Download The Women's Liberation Movement Book in PDF, Epub and Kindle

For over half a century, the countless organizations and initiatives that comprise the Women’s Liberation movement have helped to reshape many aspects of Western societies, from public institutions and cultural production to body politics and subsequent activist movements. This collection represents the first systematic investigation of WLM’s cumulative impacts and achievements within the West. Here, specialists on movements in Europe systematically investigate outcomes in different countries in the light of a reflective social movement theory, comparing them both implicitly and explicitly to developments in other parts of the world.

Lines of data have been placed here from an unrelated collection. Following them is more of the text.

// ── Chat error types ──
//
// User-facing errors from bolide-chat. Engine errors pass through
// transparently; the veneer adds only the variants that arise from
// interpreting server replies as chat semantics.

use bolide_ddp::DdpError;
use thiserror::Error;

/// Error type for everything this crate does.
#[derive(Debug, Error)]
pub enum ChatError {
    /// The server rejected the `login` call.
    #[error("login failed: {reason}")]
    LoginFailed { reason: String },

    /// A name-or-id lookup resolved to nothing.
    #[error("room not found: {name}")]
    RoomNotFound { name: String },

    /// A server reply did not have the shape this crate expects.
    #[error("malformed {context}: {detail}")]
    MalformedReply {
        context: &'static str,
        detail: String,
    },

    /// Anything the protocol engine reported.
    #[error(transparent)]
    Ddp(#[from] DdpError),
}

impl ChatError {
    /// True when retrying after reconnecting could help.
    pub fn is_transient(&self) -> bool {
        matches!(self, ChatError::Ddp(e) if e.is_transient())
    }
}

// ── Tests ────────────────────────────────────────────────────────────

#[cfg(test)]
mod tests {
    use super::*;

    #[test]
    fn engine_errors_pass_through() {
        let err = ChatError::from(DdpError::NotConnected);
        assert!(matches!(err, ChatError::Ddp(DdpError::NotConnected)));
        assert!(err.is_transient());
    }

    #[test]
    fn veneer_errors_are_not_transient() {
        let err = ChatError::RoomNotFound {
            name: "general".into(),
        };
        assert!(!err.is_transient());
        assert_eq!(err.to_string(), "room not found: general");
    }
}
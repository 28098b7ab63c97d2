use crate::config::Config;
use crate::crm::CrmQueue;
use crate::entry::EntryParams;
use crate::errors::AppError;
use crate::forms::{ContactForm, EmailCaptureForm, ProfileForm};
use crate::funnel::{
    self, AnswerResponse, DownloadResponse, NavigationResponse, ProfileResponse, StartResponse,
    SummaryResponse,
};
use crate::guide::{GuideView, NavigateRequest, SectionContent};
use crate::insights::InsightService;
use crate::models::{AnswerRequest, QuestionsQuery, QuizResult, Sector, SectorRequest};
use crate::questions::{self, QuestionView};
use crate::session::{PreferencesUpdate, SessionSnapshot, SessionStore};
use axum::{
    extract::{Path, Query, State},
    http::StatusCode,
    Json,
};
use serde_json::json;
use std::sync::Arc;
use std::time::Duration;

/// Shared application state injected into handlers.
#[derive(Clone)]
pub struct AppState {
    /// Application configuration.
    pub config: Config,
    /// Live quiz sessions, expired after `session_ttl_secs` of inactivity.
    pub sessions: SessionStore,
    /// Outbound CRM queue; the dispatcher owns the receiving end.
    pub crm: CrmQueue,
    /// AI insight generation (degrades to a generic message without a key).
    pub insights: InsightService,
}

impl AppState {
    pub fn new(config: Config, crm: CrmQueue) -> Self {
        Self {
            sessions: SessionStore::new(Duration::from_secs(config.session_ttl_secs)),
            insights: InsightService::new(&config),
            crm,
            config,
        }
    }
}

/// Health check endpoint.
pub async fn health(State(state): State<Arc<AppState>>) -> (StatusCode, Json<serde_json::Value>) {
    (
        StatusCode::OK,
        Json(json!({
            "status": "healthy",
            "service": "led-quiz-api",
            "version": env!("CARGO_PKG_VERSION"),
            "insights_configured": state.insights.is_configured(),
            "crm_configured": state.config.hubspot_token.is_some()
        })),
    )
}

/// GET /api/v1/questions?sector=church|venue
///
/// Renders the question bank with sector-specific wording.
pub async fn list_questions(
    Query(params): Query<QuestionsQuery>,
) -> Result<Json<Vec<QuestionView>>, AppError> {
    let key = params
        .sector
        .ok_or_else(|| AppError::BadRequest("sector query parameter is required".to_string()))?;
    let sector = Sector::from_key(&key)
        .ok_or_else(|| AppError::BadRequest(format!("Unknown sector: {}", key)))?;

    Ok(Json(questions::render_all(sector)))
}

/// POST /api/v1/sessions
///
/// Starts a session. The optional body carries the landing URL parameters
/// used to pre-select a sector.
pub async fn create_session(
    State(state): State<Arc<AppState>>,
    body: Option<Json<EntryParams>>,
) -> (StatusCode, Json<StartResponse>) {
    let params = body.map(|Json(p)| p).unwrap_or_default();
    tracing::info!("POST /sessions - entry params: {:?}", params);

    let response = funnel::start_session(&state, params).await;
    (StatusCode::CREATED, Json(response))
}

/// GET /api/v1/sessions/:id
pub async fn get_session(
    State(state): State<Arc<AppState>>,
    Path(id): Path<String>,
) -> Result<Json<SessionSnapshot>, AppError> {
    Ok(Json(funnel::snapshot(&state, &id).await?))
}

/// DELETE /api/v1/sessions/:id
///
/// Clears everything about the session and returns a fresh one.
pub async fn reset_session(
    State(state): State<Arc<AppState>>,
    Path(id): Path<String>,
) -> Result<(StatusCode, Json<SessionSnapshot>), AppError> {
    tracing::info!("DELETE /sessions/{}", id);
    let fresh = funnel::reset_session(&state, &id).await?;
    Ok((StatusCode::CREATED, Json(fresh)))
}

/// PUT /api/v1/sessions/:id/sector
pub async fn select_sector(
    State(state): State<Arc<AppState>>,
    Path(id): Path<String>,
    Json(payload): Json<SectorRequest>,
) -> Result<Json<SessionSnapshot>, AppError> {
    tracing::info!("PUT /sessions/{}/sector - {}", id, payload.sector);
    Ok(Json(funnel::choose_sector(&state, &id, payload.sector).await?))
}

/// PUT /api/v1/sessions/:id/preferences
pub async fn update_preferences(
    State(state): State<Arc<AppState>>,
    Path(id): Path<String>,
    Json(payload): Json<PreferencesUpdate>,
) -> Result<Json<SessionSnapshot>, AppError> {
    Ok(Json(funnel::update_preferences(&state, &id, payload).await?))
}

/// POST /api/v1/sessions/:id/answers
pub async fn submit_answer(
    State(state): State<Arc<AppState>>,
    Path(id): Path<String>,
    Json(payload): Json<AnswerRequest>,
) -> Result<Json<AnswerResponse>, AppError> {
    Ok(Json(funnel::record_answer(&state, &id, payload).await?))
}

/// POST /api/v1/sessions/:id/transition
///
/// Called once the transitional message has been shown.
pub async fn complete_transition(
    State(state): State<Arc<AppState>>,
    Path(id): Path<String>,
) -> Result<Json<SessionSnapshot>, AppError> {
    Ok(Json(funnel::finish_transition(&state, &id).await?))
}

/// POST /api/v1/sessions/:id/contact
pub async fn submit_contact(
    State(state): State<Arc<AppState>>,
    Path(id): Path<String>,
    Json(form): Json<ContactForm>,
) -> Result<Json<QuizResult>, AppError> {
    tracing::info!("POST /sessions/{}/contact", id);
    Ok(Json(funnel::submit_contact_form(&state, &id, form).await?))
}

/// POST /api/v1/sessions/:id/email-capture
pub async fn submit_email_capture(
    State(state): State<Arc<AppState>>,
    Path(id): Path<String>,
    Json(form): Json<EmailCaptureForm>,
) -> Result<Json<QuizResult>, AppError> {
    tracing::info!("POST /sessions/{}/email-capture", id);
    Ok(Json(funnel::submit_email_capture(&state, &id, form).await?))
}

/// GET /api/v1/sessions/:id/result
pub async fn get_result(
    State(state): State<Arc<AppState>>,
    Path(id): Path<String>,
) -> Result<Json<QuizResult>, AppError> {
    Ok(Json(funnel::result(&state, &id).await?))
}

/// GET /api/v1/sessions/:id/guide
pub async fn get_guide(
    State(state): State<Arc<AppState>>,
    Path(id): Path<String>,
) -> Result<Json<GuideView>, AppError> {
    Ok(Json(funnel::guide_view(&state, &id).await?))
}

/// GET /api/v1/sessions/:id/guide/sections/:number
///
/// Gated sections return 409 until the profile is complete.
pub async fn get_guide_section(
    State(state): State<Arc<AppState>>,
    Path((id, number)): Path<(String, u8)>,
) -> Result<Json<SectionContent>, AppError> {
    Ok(Json(funnel::guide_section(&state, &id, number).await?))
}

/// POST /api/v1/sessions/:id/guide/navigate
pub async fn navigate_guide(
    State(state): State<Arc<AppState>>,
    Path(id): Path<String>,
    Json(request): Json<NavigateRequest>,
) -> Result<Json<NavigationResponse>, AppError> {
    Ok(Json(funnel::navigate_guide(&state, &id, request).await?))
}

/// POST /api/v1/sessions/:id/guide/profile
pub async fn submit_profile(
    State(state): State<Arc<AppState>>,
    Path(id): Path<String>,
    Json(form): Json<ProfileForm>,
) -> Result<Json<ProfileResponse>, AppError> {
    tracing::info!("POST /sessions/{}/guide/profile", id);
    Ok(Json(funnel::submit_profile(&state, &id, form).await?))
}

/// GET /api/v1/sessions/:id/guide/summary
pub async fn get_guide_summary(
    State(state): State<Arc<AppState>>,
    Path(id): Path<String>,
) -> Result<Json<SummaryResponse>, AppError> {
    Ok(Json(funnel::guide_summary(&state, &id).await?))
}

/// POST /api/v1/sessions/:id/guide/summary/download
///
/// Records the export and returns the filename the client should save as.
pub async fn download_guide_summary(
    State(state): State<Arc<AppState>>,
    Path(id): Path<String>,
) -> Result<Json<DownloadResponse>, AppError> {
    tracing::info!("POST /sessions/{}/guide/summary/download", id);
    Ok(Json(funnel::record_summary_download(&state, &id).await?))
}

#[cfg(test)]
mod tests {
    use super::*;

    #[tokio::test]
    async fn test_list_questions_requires_known_sector() {
        let missing = list_questions(Query(QuestionsQuery { sector: None })).await;
        assert!(matches!(missing, Err(AppError::BadRequest(_))));

        let unknown = list_questions(Query(QuestionsQuery {
            sector: Some("school".into()),
        }))
        .await;
        assert!(matches!(unknown, Err(AppError::BadRequest(_))));

        let Json(rendered) = list_questions(Query(QuestionsQuery {
            sector: Some("venue".into()),
        }))
        .await
        .unwrap();
        assert_eq!(rendered.len(), 5);
        assert!(rendered[4].is_final);
    }
}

A Biographical Dictionary of Women's Movements and Feminisms

A Biographical Dictionary of Women's Movements and Feminisms
Title A Biographical Dictionary of Women's Movements and Feminisms PDF eBook
Author Francisca de Haan
Publisher Central European University Press
Pages 698
Release 2006-01-10
Genre Social Science
ISBN 6155053723

Download A Biographical Dictionary of Women's Movements and Feminisms Book in PDF, Epub and Kindle

This Biographical Dictionary describes the lives, works and aspirations of more than 150 women and men who were active in, or part of, women’s movements and feminisms in Central, Eastern and South Eastern Europe. Thus, it challenges the widely held belief that there was no historical feminism in this part of Europe. These innovative and often moving biographical portraits not only show that feminists existed here, but also that they were widespread and diverse, and included Romanian princesses, Serbian philosophers and peasants, Latvian and Slovakian novelists, Albanian teachers, Hungarian Christian social workers and activists of the Catholic women’s movement, Austrian factory workers, Bulgarian feminist scientists and socialist feminists, Russian radicals, philanthropists, militant suffragists and Bolshevik activists, prominent writers and philosophers of the Ottoman era, as well as Turkish republican leftist political activists and nationalists, internationally recognized Greek feminist leaders, Estonian pharmacologists and science historians, Slovenian ‘literary feminists,’ Czech avant-garde painters, Ukrainian feminist scholars, Polish and Czech Senate Members, and many more. Their stories together constitute a rich tapestry of feminist activity and redress a serious imbalance in the historiography of women’s movements and feminisms.